If the gospel teaches us anything about family life, it is that God works through stories that are rarely neat or perfect.

The Christian tradition invites us to widen the meaning of this day. Instead of seeing motherhood only as a biological role, we can begin to think about mothering as something larger. Something deeper. Something that reflects the very heart of God.

We often speak about the essence of Christian life as being with — God being with us, and us being with others. Not rushing in to fix everything. Not controlling or solving. Simply being faithfully present with another person.

And if we think about it, that is often what mothering looks like.

Mothering is presence.
It is the person who sits beside a hospital bed when there are no answers.
The one who listens to the same story for the third time.
The one who quietly keeps showing up when life feels fragile.

Mothering is not really about perfection or achievement. It is about creating a space where life can grow.

The Bible sometimes speaks about God in maternal ways. The prophet Isaiah describes God as a mother who cannot forget the child she has carried. Jesus himself longs to gather people like a hen gathering her chicks beneath her wings. These images remind us that the heart of God is not distant or cold. It is nurturing. Protective. Life-giving.

So perhaps Mothering Sunday is not only about celebrating mothers. Perhaps it is also about asking a deeper question:

What does it mean for all of us to practise mothering in the world?
Mothering, in this sense, is the work of nurturing life wherever we find it.

A teacher encouraging a pupil who has lost confidence.
A neighbour noticing someone who is lonely.
A godparent taking time to listen to a young person’s worries.
A church community making space for those who feel they do not quite belong.
All of these are forms of mothering.

They are ways of making room for life to grow.
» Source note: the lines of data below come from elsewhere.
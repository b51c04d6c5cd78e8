//! CLI command handlers, one file per command.

mod download;
mod info;
mod list;
mod validate;

pub use download::run_download;
pub use info::run_info;
pub use list::run_list;
pub use validate::run_validate;

use anyhow::Result;
use std::path::{Path, PathBuf};
use unidic_core::config::UnidicConfig;

/// `--dir` when given, else the configured base directory.
fn base_dir(cfg: &UnidicConfig, dir: Option<&Path>) -> Result<PathBuf> {
    match dir {
        Some(d) => Ok(d.to_path_buf()),
        None => cfg.resolve_base_dir(),
    }
}

/// Prints `(label, version)` pairs as a two-column table.
fn print_versions(known: &[(String, String)]) {
    println!("{:<16} {}", "LABEL", "VERSION");
    for (label, version) in known {
        println!("{:<16} {}", label, version);
    }
}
A beautiful illustration of this kind of life-giving presence appears in the film The Blind Side  directed and written by John Lee Hancock . The story follows a teenage boy named Michael who has grown up without stability or support. His life changes when a family welcomes him into their home.

What is striking about the story is that the transformation does not happen through clever advice or complicated programmes. It happens through something much simpler.
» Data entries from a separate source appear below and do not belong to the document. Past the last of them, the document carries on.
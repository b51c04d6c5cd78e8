//! `unidic info` – where the dictionary lives and which version it is.

use anyhow::{Context, Result};
use std::path::Path;
use unidic_core::config::UnidicConfig;
use unidic_core::install::InstallLayout;

use super::base_dir;

pub fn run_info(cfg: &UnidicConfig, dir: Option<&Path>) -> Result<()> {
    let layout = InstallLayout::new(base_dir(cfg, dir)?);
    let version_file = layout.version_file();
    let installed = layout
        .installed_version()
        .with_context(|| format!("read {}", version_file.display()))?;
    println!("dicdir:  {}", layout.canonical_dir().display());
    match installed {
        Some(v) => println!("version: {}", v),
        None => println!("version: not installed"),
    }
    Ok(())
}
Someone chooses to stand alongside him.

They offer food, safety, encouragement, and patience. They make space for him to discover who he is and what he might become.
That is what mothering looks like. Not control, but hospitality to another person’s life.
The same truth appears in music as well. In the song Bridge Over Troubled Water, the singer promises:

“When you’re weary, feeling small,
When tears are in your eyes, I will dry them all.”

The song does not promise to remove the trouble. Instead it offers presence: “I will lay me down like a bridge over troubled water.”
That is mothering.

It is the quiet decision to place ourselves where others can cross safely.

The remarkable thing about the Christian story is that God does exactly this. In Jesus, God does not remain distant from human struggle. God comes close. God shares our vulnerability, our fragility, our suffering.

God chooses to be with us.

And when we live in that same spirit — when we nurture life, protect the vulnerable, accompany those who feel alone — we participate in the life of God.

Mothering Sunday, then, becomes something larger than a celebration of one role or one relationship. It becomes a reminder of the life-giving vocation shared by the whole Church.

Each of us is invited to nurture life in someone else.
Each of us can create spaces of patience and hope.
Each of us can practise the quiet courage of being present.

Perhaps the invitation of Mothering Sunday is beautifully simple. Somewhere around us today there is a life that needs encouragement, a person who needs patience, a neighbour who needs kindness, a child who needs someone to believe in them.

Mothering is not reserved for a few. It is a quiet vocation given to us all. In small acts of attention, protection, listening, and hope, we make room for life to grow. And when we do that, we reflect something of the tender heart of God — who mothers the world with compassion, and who invites each of us to do the same.